T2- and T1 relaxivities and magnetic hyperthermia of iron-oxide nanoparticles combined with paramagnetic Gd complexes

Abstract

The present paper reports the synthesis of iron-oxide nanoparticles (diameter 12.8±2.2 nm) coated with silica shell doped with paramagnetic Gd(III)-based complexes. The resulting nanoparticles with a silica shell thickness of about 45 nm have an average diameter of 113.1±14.3 nm and feature high transverse and longitudinal relaxivities (356 and 25 mM−1 s−1, respectively) at 1.5 T and 25 °C on a medical whole body NMR scanner. It has been also revealed using magnetic heating measurements that the prepared core-shell nanoparticles possess a high specific adsorption rate of around 236 W/g in aqueous media.

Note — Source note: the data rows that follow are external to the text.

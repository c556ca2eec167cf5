wire_enum! {
    /// Whether a GNSS position came from an authenticated navigation message
    pub enum PositionAuthenticationStatus {
        NotAuthenticated = 0,
        Authenticated = 1,
    }
}
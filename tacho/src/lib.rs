//! tacho - Rust implementation of the EU digital tachograph data dictionary
//!
//! Decodes tachograph dumps into typed documents and encodes them back,
//! byte for byte when nothing was changed.
//!
//! # Architecture
//!
//! This library is organized as a workspace with multiple crates:
//!
//! - `tacho-core`: error type, version context, canvas, wire enums, primitives
//! - `tacho-asn1`: BER subset used by generation 2 certificates
//! - `tacho-security`: certificates and signature verification
//! - `tacho-records`: data dictionary records
//! - `tacho-card`: card dump framing and the driver card document
//!
//! # Usage
//!
//! ```no_run
//! use tacho::{unmarshal_file_with, File, UnmarshalOptions};
//!
//! let data = std::fs::read("driver.ddd").unwrap();
//! let File::DriverCard(card) = unmarshal_file_with(&data, &UnmarshalOptions::lenient()).unwrap();
//! for issue in &card.issues {
//!     eprintln!("{}: {}", issue.file, issue.message);
//! }
//! ```

pub mod file;

pub use file::{marshal_file, unmarshal_file, unmarshal_file_with, File, FileType};
pub use tacho_card::{DriverCardFile, UnmarshalOptions};
pub use tacho_core::{DataVersion, Generation, Record, TachoError, TachoResult, Version};

pub mod types {
    pub use tacho_core::*;
}

pub mod asn1 {
    pub use tacho_asn1::*;
}

pub mod security {
    pub use tacho_security::*;
}

pub mod records {
    pub use tacho_records::*;
}

pub mod card {
    pub use tacho_card::*;
}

The surface of the composite nanoparticles was decorated by amino-groups for a greater cellular uptake behaviour. The cell viability measurements reveal the concentration-dependent cytotoxicity of the nanoparticles, which agrees well with the high content of Gd(III) complexes in the nanomaterial. The obtained results show that the core-shell design of nanoparticles with superparamagnetic and paramagnetic parts can be promising for high transverse (and longitudinal) relaxivity as well as magnetic hyperthermia.